Problem requirements: Which lines of the records below contain the word "format"? Report each of them in full.

Collected data:
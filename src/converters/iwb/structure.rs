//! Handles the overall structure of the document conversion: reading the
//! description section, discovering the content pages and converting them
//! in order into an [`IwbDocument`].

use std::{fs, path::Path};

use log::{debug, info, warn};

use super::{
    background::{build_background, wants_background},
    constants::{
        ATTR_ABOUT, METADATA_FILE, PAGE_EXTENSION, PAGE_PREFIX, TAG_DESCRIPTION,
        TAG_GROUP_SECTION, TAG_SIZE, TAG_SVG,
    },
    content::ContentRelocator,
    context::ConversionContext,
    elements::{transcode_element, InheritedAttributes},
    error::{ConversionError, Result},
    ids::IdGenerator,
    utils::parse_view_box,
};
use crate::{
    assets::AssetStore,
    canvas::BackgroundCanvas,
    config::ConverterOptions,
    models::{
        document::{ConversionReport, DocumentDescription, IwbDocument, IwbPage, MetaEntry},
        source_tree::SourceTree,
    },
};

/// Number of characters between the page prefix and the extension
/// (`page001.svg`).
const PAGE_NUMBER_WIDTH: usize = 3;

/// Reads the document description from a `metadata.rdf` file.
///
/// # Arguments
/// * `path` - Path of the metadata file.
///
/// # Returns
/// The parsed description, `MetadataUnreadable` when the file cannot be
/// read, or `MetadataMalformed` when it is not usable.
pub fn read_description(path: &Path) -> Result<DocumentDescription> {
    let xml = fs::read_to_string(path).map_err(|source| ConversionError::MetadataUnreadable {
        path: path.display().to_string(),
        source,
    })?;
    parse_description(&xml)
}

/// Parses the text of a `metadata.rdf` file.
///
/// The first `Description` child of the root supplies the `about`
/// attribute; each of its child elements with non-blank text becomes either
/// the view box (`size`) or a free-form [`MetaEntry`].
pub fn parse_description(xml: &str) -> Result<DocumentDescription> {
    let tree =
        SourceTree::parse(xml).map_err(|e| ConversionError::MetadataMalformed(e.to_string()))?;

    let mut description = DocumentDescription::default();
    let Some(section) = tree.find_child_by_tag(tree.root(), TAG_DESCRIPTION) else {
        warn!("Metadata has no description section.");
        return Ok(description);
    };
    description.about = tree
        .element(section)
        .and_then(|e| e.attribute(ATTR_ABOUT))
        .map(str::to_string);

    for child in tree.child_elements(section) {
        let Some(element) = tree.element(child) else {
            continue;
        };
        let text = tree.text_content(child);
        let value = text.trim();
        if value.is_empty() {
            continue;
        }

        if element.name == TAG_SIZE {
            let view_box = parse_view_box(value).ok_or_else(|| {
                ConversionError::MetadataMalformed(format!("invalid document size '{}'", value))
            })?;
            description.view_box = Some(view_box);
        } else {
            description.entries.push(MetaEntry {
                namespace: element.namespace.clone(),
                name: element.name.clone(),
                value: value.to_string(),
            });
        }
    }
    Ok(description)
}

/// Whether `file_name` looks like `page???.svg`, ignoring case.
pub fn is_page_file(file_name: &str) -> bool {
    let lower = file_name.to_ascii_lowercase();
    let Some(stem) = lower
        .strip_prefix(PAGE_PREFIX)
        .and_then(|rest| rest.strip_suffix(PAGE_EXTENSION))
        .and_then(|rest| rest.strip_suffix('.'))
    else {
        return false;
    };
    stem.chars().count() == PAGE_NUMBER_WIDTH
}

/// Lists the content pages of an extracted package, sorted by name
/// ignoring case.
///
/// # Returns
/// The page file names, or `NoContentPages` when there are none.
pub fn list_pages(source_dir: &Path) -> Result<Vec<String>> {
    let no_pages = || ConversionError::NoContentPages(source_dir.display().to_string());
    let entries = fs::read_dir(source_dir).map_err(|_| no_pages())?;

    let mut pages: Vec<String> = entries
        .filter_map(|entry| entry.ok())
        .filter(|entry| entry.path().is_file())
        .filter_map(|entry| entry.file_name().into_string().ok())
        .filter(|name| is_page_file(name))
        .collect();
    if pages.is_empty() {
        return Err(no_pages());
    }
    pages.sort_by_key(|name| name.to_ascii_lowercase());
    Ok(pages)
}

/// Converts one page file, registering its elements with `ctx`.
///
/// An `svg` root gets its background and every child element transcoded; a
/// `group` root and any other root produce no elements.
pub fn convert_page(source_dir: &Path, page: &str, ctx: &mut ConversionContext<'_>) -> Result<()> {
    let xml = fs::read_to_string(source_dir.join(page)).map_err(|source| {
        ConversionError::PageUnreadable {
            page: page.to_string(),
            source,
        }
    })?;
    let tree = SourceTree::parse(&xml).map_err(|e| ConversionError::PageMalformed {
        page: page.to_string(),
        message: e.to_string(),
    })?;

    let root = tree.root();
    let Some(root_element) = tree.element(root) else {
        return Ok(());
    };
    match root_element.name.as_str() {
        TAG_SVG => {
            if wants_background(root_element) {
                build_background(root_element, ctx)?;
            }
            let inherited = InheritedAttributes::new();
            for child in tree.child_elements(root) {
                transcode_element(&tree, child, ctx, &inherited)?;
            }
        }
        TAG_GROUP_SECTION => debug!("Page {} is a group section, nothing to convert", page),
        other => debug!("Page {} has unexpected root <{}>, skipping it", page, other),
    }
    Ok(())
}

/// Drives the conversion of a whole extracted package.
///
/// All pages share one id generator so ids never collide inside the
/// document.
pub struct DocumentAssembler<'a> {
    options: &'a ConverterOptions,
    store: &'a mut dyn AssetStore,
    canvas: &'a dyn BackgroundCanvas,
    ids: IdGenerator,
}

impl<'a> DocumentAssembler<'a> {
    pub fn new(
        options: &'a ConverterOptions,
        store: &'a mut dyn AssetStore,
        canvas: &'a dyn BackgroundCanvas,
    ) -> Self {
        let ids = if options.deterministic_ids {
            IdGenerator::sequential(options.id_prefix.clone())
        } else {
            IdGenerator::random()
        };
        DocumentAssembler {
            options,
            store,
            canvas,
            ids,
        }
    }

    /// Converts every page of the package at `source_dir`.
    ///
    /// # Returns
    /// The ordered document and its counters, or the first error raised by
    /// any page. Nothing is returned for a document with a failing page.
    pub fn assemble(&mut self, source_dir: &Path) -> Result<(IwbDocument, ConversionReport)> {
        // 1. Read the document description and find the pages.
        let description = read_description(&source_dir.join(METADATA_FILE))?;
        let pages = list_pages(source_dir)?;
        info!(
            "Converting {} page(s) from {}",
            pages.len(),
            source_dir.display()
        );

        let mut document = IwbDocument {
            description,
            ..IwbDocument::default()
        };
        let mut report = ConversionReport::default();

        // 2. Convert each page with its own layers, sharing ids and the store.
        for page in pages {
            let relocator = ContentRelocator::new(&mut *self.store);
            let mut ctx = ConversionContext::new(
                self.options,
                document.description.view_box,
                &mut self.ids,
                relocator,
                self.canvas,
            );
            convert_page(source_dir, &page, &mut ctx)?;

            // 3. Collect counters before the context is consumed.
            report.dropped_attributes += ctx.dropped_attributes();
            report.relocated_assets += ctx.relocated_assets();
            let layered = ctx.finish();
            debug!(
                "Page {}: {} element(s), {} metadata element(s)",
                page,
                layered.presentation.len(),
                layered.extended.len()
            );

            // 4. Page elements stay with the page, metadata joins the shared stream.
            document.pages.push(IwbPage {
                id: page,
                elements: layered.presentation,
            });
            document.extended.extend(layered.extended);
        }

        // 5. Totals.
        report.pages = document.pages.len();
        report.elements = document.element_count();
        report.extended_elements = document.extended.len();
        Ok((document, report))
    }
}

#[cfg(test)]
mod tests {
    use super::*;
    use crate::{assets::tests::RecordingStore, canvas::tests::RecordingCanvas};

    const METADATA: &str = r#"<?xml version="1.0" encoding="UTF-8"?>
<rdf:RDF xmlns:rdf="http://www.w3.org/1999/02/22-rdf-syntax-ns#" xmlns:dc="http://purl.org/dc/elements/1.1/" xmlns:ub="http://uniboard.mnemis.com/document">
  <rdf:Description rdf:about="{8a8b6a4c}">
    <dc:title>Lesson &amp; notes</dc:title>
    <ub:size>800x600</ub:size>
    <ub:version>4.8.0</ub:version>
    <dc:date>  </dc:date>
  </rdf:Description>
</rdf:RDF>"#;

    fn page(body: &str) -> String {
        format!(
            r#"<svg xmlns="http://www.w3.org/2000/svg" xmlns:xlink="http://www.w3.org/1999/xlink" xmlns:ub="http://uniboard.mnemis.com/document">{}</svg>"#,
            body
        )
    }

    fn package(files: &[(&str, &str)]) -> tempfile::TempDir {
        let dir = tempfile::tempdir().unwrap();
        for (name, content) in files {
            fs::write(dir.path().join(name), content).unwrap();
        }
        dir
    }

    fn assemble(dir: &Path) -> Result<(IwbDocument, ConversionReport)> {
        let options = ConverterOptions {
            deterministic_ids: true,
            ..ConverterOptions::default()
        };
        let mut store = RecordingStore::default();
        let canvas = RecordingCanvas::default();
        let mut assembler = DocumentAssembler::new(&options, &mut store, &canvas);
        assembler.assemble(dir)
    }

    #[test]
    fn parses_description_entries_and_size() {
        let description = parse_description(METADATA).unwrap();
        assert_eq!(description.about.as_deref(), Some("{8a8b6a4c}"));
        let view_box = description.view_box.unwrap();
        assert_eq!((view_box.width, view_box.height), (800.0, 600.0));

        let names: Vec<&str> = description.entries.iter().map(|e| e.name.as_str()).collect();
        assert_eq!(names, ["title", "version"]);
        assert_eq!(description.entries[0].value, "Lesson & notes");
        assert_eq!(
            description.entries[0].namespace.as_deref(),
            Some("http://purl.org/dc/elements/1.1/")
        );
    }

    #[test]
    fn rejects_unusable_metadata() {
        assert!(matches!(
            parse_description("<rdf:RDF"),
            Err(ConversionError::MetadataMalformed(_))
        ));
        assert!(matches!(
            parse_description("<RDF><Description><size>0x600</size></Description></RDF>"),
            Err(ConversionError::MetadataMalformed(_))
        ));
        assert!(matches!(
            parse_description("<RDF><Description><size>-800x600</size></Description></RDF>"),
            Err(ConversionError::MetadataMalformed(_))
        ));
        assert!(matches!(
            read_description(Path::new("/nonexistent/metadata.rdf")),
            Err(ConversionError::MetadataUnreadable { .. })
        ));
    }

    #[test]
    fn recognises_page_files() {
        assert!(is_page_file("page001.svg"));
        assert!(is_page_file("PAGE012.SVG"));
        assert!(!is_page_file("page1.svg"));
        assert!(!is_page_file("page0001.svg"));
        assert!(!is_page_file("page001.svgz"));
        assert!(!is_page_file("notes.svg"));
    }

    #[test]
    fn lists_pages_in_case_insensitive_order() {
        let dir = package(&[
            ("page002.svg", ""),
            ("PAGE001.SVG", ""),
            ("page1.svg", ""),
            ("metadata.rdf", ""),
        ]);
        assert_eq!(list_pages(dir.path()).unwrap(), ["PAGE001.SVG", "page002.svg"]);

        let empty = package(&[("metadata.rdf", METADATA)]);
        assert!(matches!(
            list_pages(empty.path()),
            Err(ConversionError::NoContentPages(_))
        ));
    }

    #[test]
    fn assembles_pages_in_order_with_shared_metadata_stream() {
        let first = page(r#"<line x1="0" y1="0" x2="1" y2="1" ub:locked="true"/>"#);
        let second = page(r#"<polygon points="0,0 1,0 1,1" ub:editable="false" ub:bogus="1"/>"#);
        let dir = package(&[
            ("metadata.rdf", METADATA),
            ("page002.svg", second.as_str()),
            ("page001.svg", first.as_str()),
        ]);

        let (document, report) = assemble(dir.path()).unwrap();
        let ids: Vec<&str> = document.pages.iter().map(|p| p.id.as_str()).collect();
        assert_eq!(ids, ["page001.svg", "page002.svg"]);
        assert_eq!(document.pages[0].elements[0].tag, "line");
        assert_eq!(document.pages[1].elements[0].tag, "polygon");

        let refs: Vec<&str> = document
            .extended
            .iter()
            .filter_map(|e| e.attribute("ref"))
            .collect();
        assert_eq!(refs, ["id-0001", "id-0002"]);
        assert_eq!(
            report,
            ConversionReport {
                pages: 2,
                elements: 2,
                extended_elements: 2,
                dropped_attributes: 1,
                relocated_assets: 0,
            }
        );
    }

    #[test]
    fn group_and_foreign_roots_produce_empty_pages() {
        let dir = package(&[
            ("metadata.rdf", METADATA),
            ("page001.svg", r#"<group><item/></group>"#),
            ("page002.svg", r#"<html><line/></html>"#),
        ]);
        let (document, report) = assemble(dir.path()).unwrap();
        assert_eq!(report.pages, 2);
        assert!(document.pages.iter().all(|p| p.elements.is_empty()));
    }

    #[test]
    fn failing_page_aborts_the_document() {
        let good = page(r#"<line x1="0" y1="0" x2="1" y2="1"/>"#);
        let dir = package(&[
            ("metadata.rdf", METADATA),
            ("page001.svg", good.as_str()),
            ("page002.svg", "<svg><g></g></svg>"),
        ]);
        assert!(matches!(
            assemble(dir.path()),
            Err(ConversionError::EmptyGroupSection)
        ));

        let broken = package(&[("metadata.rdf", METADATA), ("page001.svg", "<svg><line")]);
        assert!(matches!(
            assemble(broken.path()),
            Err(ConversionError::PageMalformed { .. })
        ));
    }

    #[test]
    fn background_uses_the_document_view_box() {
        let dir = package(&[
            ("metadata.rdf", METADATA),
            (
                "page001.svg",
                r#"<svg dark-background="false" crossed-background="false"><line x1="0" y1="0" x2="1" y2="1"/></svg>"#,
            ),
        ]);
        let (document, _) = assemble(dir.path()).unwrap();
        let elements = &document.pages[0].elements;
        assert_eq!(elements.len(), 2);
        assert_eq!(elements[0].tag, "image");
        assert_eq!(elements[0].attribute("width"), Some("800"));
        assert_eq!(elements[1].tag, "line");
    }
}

Finished exercise:
                ConversionError::MetadataMalformed(format!("invalid document size '{}'", value))
        format!(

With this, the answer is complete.